Italy’s total exports of goods during 2007-2018 (in USD billion)
Last year, over 64% of the country’s exports (by value) were delivered to other European countries, whilst appr. 16% were shipped to importers from the Asian region, some 11% – to North America, 3.9% – to Africa, and smaller shares shipped to other regions.
The biggest shares of the country’s exports belong to textiles, engineering products, pharmaceuticals, vehicles, clothing, precious metals, footwear, food and beverage, aircraft, stone, paper, cement, and electrical equipment, amid others. Besides, Italy is one of the leading exporters of luxury goods (e.g., cars, clothing, etc.). Meantime, the country imports such goods as minerals, chemicals, plastics, autos, base metals, etc.

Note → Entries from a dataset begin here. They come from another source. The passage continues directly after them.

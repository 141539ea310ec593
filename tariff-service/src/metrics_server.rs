use std::net::SocketAddr;

use axum::{http::StatusCode, routing::get, Router};
use metrics_exporter_prometheus::{PrometheusBuilder, PrometheusHandle};
use once_cell::sync::OnceCell;

static PROM_HANDLE: OnceCell<PrometheusHandle> = OnceCell::new();

/// Install the Prometheus recorder and serve `/metrics` on `bind_addr`.
pub fn init(bind_addr: &str) -> anyhow::Result<()> {
    let addr: SocketAddr = bind_addr
        .parse()
        .map_err(|e| anyhow::anyhow!("invalid metrics bind address {bind_addr}: {e}"))?;

    let handle = PrometheusBuilder::new()
        .install_recorder()
        .map_err(|e| anyhow::anyhow!("failed to install Prometheus metrics recorder: {e}"))?;

    // Only the first handle is kept; init is called once per process.
    let _ = PROM_HANDLE.set(handle);

    tokio::spawn(async move {
        let app = Router::new().route("/metrics", get(metrics_handler));

        match tokio::net::TcpListener::bind(addr).await {
            Ok(listener) => {
                tracing::info!(%addr, "metrics server listening");
                if let Err(e) = axum::serve(listener, app.into_make_service()).await {
                    tracing::error!(error = %e, "metrics server error");
                }
            }
            Err(e) => {
                tracing::error!(error = %e, "failed to bind metrics listener");
            }
        }
    });

    Ok(())
}

async fn metrics_handler() -> Result<String, StatusCode> {
    PROM_HANDLE
        .get()
        .map(PrometheusHandle::render)
        .ok_or(StatusCode::SERVICE_UNAVAILABLE)
}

As of 2018, machinery (including computers) grabbed the bulk share (appr. 19.5%) of the total value of goods exported from Italy. The second biggest exports category, accounting for an 8.2% share, was formed by vehicles. The mineral fuels industry registered the fastest growth in terms of exports last year – up by around 25% YoY; this was majorly attributed to the increasing international sales of refined petroleum oils. A remarkable upturn in terms of exports was also registered in such sectors as iron and steel metals (+14% YoY), and electrical machinery and equipment (+12.4% YoY).
Bottom Line
Italy has considerably suffered from disindustrialisation (particularly during the world’s financial crisis), however, it still maintains the position of the second top manufacturing power in Europe and the seventh leading on the global arena.